■ Aim of the exercise: From the line with "the tolk engine." through the line with "and lookup never", inclusive, return each line of the data below exactly and leave the rest out.

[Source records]
+ + +
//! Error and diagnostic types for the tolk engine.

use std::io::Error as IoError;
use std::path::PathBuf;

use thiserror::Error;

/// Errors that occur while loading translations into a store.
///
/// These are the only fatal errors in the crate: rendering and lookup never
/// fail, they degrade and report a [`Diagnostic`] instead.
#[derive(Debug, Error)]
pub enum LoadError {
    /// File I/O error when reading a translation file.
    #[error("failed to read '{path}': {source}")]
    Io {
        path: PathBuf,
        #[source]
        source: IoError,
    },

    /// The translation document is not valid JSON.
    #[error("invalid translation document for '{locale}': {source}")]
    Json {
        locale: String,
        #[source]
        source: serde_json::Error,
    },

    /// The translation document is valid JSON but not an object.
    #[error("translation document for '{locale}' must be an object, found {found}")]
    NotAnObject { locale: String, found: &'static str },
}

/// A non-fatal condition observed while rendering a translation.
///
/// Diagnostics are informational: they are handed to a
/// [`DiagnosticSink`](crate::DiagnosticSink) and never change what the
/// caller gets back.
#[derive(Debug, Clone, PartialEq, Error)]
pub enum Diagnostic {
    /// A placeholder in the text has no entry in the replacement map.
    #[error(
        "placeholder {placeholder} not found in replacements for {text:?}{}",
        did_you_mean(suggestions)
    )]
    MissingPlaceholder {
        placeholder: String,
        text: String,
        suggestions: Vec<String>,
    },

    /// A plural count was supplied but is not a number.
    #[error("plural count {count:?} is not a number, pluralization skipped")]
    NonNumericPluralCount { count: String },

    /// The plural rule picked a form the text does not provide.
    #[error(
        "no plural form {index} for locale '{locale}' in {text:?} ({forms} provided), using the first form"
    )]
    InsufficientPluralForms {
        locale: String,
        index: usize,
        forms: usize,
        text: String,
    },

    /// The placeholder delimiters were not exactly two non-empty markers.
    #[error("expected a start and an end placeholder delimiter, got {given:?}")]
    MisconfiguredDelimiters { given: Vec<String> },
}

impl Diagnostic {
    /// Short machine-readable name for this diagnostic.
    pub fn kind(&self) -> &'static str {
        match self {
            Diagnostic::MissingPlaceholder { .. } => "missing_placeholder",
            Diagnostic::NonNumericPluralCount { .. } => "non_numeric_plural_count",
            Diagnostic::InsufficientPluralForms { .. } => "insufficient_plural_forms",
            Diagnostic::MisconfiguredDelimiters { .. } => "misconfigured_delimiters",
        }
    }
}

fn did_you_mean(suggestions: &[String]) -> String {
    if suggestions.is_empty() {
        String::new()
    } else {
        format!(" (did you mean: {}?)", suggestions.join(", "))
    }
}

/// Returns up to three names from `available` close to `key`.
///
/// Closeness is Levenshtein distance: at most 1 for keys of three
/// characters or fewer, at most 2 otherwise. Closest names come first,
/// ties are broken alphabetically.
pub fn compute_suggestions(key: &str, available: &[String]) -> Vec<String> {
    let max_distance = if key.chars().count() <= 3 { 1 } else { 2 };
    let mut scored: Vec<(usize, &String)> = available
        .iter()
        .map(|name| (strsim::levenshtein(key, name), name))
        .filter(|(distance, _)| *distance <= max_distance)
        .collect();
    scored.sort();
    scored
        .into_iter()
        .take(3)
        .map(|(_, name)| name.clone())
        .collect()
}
+ + +
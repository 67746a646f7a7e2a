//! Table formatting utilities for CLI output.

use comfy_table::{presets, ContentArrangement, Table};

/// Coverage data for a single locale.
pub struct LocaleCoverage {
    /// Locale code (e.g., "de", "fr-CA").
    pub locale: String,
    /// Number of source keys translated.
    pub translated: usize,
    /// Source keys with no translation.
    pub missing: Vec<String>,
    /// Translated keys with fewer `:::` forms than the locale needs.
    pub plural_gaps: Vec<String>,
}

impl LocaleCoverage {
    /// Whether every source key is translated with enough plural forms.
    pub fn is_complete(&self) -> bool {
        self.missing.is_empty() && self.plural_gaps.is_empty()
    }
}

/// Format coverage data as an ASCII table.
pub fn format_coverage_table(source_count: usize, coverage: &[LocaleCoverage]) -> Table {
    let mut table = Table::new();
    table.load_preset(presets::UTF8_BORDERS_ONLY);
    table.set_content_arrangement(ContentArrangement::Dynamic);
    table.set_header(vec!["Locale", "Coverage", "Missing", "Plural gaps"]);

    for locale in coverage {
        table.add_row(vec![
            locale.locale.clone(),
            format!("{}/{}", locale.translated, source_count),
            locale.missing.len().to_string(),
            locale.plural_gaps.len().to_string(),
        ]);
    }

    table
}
+ + +
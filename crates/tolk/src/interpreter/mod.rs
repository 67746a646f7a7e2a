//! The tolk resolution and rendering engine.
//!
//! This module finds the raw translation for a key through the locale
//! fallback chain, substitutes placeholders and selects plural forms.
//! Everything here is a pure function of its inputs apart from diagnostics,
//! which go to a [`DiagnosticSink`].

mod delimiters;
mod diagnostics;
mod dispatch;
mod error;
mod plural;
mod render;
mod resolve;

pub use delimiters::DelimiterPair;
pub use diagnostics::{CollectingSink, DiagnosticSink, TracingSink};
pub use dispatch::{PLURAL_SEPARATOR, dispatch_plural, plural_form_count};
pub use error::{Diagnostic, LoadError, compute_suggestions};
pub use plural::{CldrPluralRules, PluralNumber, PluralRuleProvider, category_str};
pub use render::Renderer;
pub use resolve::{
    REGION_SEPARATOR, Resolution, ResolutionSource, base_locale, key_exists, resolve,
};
+ + +
■ Written solution:
//! Error and diagnostic types for the tolk engine.

use std::io::Error as IoError;
use std::path::PathBuf;

use thiserror::Error;

/// Errors that occur while loading translations into a store.
///
/// These are the only fatal errors in the crate: rendering and lookup never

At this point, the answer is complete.